Please copy the material under this line exactly, keeping every line.

__MATERIAL FOR THIS TASK__:
▼

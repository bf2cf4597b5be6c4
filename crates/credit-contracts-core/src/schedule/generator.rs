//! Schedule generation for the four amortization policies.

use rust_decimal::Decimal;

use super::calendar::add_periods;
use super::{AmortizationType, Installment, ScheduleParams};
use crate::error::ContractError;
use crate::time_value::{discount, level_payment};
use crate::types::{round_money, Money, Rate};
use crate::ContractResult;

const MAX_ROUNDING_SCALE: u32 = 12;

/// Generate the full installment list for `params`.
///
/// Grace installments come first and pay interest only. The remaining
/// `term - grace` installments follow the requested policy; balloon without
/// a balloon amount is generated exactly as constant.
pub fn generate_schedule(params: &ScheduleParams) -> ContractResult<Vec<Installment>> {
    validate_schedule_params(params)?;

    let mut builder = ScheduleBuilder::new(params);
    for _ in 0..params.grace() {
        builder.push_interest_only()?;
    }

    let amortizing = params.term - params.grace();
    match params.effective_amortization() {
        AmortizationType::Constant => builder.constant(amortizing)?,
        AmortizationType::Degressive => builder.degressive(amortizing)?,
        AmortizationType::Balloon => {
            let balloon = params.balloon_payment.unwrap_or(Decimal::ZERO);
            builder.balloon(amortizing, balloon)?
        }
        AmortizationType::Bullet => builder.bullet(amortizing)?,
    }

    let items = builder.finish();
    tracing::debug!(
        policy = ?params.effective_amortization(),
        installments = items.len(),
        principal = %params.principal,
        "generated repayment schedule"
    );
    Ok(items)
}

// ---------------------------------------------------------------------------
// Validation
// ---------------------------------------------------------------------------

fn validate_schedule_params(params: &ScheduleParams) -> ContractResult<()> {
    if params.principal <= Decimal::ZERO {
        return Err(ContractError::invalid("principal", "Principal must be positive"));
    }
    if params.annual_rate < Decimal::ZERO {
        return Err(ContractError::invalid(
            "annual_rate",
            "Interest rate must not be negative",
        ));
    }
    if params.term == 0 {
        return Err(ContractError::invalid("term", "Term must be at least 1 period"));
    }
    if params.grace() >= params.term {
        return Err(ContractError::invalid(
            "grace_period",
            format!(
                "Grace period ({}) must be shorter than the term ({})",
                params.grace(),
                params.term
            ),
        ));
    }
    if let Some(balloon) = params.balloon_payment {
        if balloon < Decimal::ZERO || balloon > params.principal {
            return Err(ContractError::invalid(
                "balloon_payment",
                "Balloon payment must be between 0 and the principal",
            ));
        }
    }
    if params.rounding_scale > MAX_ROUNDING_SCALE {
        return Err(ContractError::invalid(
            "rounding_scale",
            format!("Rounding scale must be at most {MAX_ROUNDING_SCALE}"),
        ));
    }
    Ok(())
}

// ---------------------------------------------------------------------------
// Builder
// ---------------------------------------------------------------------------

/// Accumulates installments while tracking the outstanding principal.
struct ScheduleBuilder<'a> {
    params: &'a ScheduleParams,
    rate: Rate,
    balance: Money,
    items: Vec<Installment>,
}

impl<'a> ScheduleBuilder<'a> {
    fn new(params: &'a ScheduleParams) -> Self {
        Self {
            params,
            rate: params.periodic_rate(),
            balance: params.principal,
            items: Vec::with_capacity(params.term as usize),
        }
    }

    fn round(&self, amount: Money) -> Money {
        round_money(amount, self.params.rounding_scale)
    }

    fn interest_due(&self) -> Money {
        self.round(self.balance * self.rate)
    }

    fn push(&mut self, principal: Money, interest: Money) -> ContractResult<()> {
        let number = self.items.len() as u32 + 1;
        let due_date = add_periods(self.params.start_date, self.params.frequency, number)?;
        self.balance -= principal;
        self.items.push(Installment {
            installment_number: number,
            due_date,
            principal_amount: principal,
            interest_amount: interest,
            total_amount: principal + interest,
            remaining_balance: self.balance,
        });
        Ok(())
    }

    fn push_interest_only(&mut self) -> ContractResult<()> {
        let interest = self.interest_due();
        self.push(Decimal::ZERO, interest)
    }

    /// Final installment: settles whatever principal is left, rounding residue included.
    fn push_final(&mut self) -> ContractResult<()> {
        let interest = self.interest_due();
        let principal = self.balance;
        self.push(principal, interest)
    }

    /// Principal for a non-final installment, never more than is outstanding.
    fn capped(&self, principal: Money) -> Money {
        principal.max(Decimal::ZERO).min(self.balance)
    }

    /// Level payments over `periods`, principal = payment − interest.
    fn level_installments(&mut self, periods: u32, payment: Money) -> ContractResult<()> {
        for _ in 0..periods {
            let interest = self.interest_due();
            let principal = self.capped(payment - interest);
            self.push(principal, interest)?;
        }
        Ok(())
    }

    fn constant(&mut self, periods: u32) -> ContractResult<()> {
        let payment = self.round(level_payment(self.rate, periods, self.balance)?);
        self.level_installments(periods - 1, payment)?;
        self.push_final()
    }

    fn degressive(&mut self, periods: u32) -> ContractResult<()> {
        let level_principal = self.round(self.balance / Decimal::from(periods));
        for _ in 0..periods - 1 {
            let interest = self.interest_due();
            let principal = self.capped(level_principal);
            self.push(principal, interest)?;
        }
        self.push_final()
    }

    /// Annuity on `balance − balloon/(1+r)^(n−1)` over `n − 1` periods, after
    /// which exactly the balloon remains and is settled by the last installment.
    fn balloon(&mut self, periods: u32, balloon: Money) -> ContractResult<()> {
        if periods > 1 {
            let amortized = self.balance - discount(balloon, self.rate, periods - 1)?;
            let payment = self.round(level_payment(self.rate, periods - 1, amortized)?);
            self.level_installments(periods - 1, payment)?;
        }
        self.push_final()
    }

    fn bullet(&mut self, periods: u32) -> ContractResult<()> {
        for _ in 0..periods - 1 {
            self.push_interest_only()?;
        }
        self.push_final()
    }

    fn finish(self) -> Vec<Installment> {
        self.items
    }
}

▲

__EXERCISE RESULT__:
repository bf2cf4597b5be6c4
filename crates/credit-contracts-core/src/schedule/generator.rs
//! Schedule generation for the four amortization policies.

use rust_decimal::Decimal;

use super::calendar::add_periods;
use super::{AmortizationType, Installment, ScheduleParams};
use crate::error::ContractError;
use crate::time_value::{discount, level_payment};
use crate::types::{round_money, Money, Rate};
use crate::ContractResult;

const MAX_ROUNDING_SCALE: u32 = 12;

/// Generate the full installment list for `params`.
///
/// Grace installments come first and pay interest only. The remaining
/// `term - grace` installments follow the requested policy; balloon without
/// a balloon amount is generated exactly as constant.
pub fn generate_schedule(params: &ScheduleParams) -> ContractResult<Vec<Installment>> {
    validate_schedule_params(params)?;

    let mut builder = ScheduleBuilder::new(params);
    for _ in 0..params.grace() {
        builder.push_interest_only()?;
    }

    let amortizing = params.term - params.grace();
    match params.effective_amortization() {
        AmortizationType::Constant => builder.constant(amortizing)?,
        AmortizationType::Degressive => builder.degressive(amortizing)?,
        AmortizationType::Balloon => {
            let balloon = params.balloon_payment.unwrap_or(Decimal::ZERO);
            builder.balloon(amortizing, balloon)?
        }
        AmortizationType::Bullet => builder.bullet(amortizing)?,
    }

    let items = builder.finish();
    tracing::debug!(
        policy = ?params.effective_amortization(),
        installments = items.len(),
        principal = %params.principal,
        "generated repayment schedule"
    );
    Ok(items)
}

// ---------------------------------------------------------------------------
// Validation
// ---------------------------------------------------------------------------

fn validate_schedule_params(params: &ScheduleParams) -> ContractResult<()> {
    if params.principal <= Decimal::ZERO {
        return Err(ContractError::invalid("principal", "Principal must be positive"));
    }
    if params.annual_rate < Decimal::ZERO {
        return Err(ContractError::invalid(
            "annual_rate",
            "Interest rate must not be negative",
        ));
    }
    if params.term == 0 {
        return Err(ContractError::invalid("term", "Term must be at least 1 period"));
    }
    if params.grace() >= params.term {
        return Err(ContractError::invalid(
            "grace_period",
            format!(
                "Grace period ({}) must be shorter than the term ({})",
                params.grace(),
                params.term
            ),
        ));
    }
    if let Some(balloon) = params.balloon_payment {
        if balloon < Decimal::ZERO || balloon > params.principal {
            return Err(ContractError::invalid(
                "balloon_payment",
                "Balloon payment must be between 0 and the principal",
            ));
        }
    }
    if params.rounding_scale > MAX_ROUNDING_SCALE {
        return Err(ContractError::invalid(
            "rounding_scale",
            format!("Rounding scale must be at most {MAX_ROUNDING_SCALE}"),
        ));
    }
    Ok(())
}

// ---------------------------------------------------------------------------
// Builder
// ---------------------------------------------------------------------------

/// Accumulates installments while tracking the outstanding principal.
struct ScheduleBuilder<'a> {
    params: &'a ScheduleParams,
    rate: Rate,
    balance: Money,
    items: Vec<Installment>,
}

impl<'a> ScheduleBuilder<'a> {
    fn new(params: &'a ScheduleParams) -> Self {
        Self {
            params,
            rate: params.periodic_rate(),
            balance: params.principal,
            items: Vec::with_capacity(params.term as usize),
        }
    }

    fn round(&self, amount: Money) -> Money {
        round_money(amount, self.params.rounding_scale)
    }

    fn interest_due(&self) -> Money {
        self.round(self.balance * self.rate)
    }

    fn push(&mut self, principal: Money, interest: Money) -> ContractResult<()> {
        let number = self.items.len() as u32 + 1;
        let due_date = add_periods(self.params.start_date, self.params.frequency, number)?;
        self.balance -= principal;
        self.items.push(Installment {
            installment_number: number,
            due_date,
            principal_amount: principal,
            interest_amount: interest,
            total_amount: principal + interest,
            remaining_balance: self.balance,
        });
        Ok(())
    }

    fn push_interest_only(&mut self) -> ContractResult<()> {
        let interest = self.interest_due();
        self.push(Decimal::ZERO, interest)
    }

    /// Final installment: settles whatever principal is left, rounding residue included.
    fn push_final(&mut self) -> ContractResult<()> {
        let interest = self.interest_due();
        let principal = self.balance;
        self.push(principal, interest)
    }

    /// Principal for a non-final installment, never more than is outstanding.
    fn capped(&self, principal: Money) -> Money {
        principal.max(Decimal::ZERO).min(self.balance)
    }

    /// Level payments over `periods`, principal = payment − interest.
    fn level_installments(&mut self, periods: u32, payment: Money) -> ContractResult<()> {
        for _ in 0..periods {
            let interest = self.interest_due();
            let principal = self.capped(payment - interest);
            self.push(principal, interest)?;
        }
        Ok(())
    }

    fn constant(&mut self, periods: u32) -> ContractResult<()> {
        let payment = self.round(level_payment(self.rate, periods, self.balance)?);
        self.level_installments(periods - 1, payment)?;
        self.push_final()
    }

    fn degressive(&mut self, periods: u32) -> ContractResult<()> {
        let level_principal = self.round(self.balance / Decimal::from(periods));
        for _ in 0..periods - 1 {
            let interest = self.interest_due();
            let principal = self.capped(level_principal);
            self.push(principal, interest)?;
        }
        self.push_final()
    }

    /// Annuity on `balance − balloon/(1+r)^(n−1)` over `n − 1` periods, after
    /// which exactly the balloon remains and is settled by the last installment.
    fn balloon(&mut self, periods: u32, balloon: Money) -> ContractResult<()> {
        if periods > 1 {
            let amortized = self.balance - discount(balloon, self.rate, periods - 1)?;
            let payment = self.round(level_payment(self.rate, periods - 1, amortized)?);
            self.level_installments(periods - 1, payment)?;
        }
        self.push_final()
    }

    fn bullet(&mut self, periods: u32) -> ContractResult<()> {
        for _ in 0..periods - 1 {
            self.push_interest_only()?;
        }
        self.push_final()
    }

    fn finish(self) -> Vec<Installment> {
        self.items
    }
}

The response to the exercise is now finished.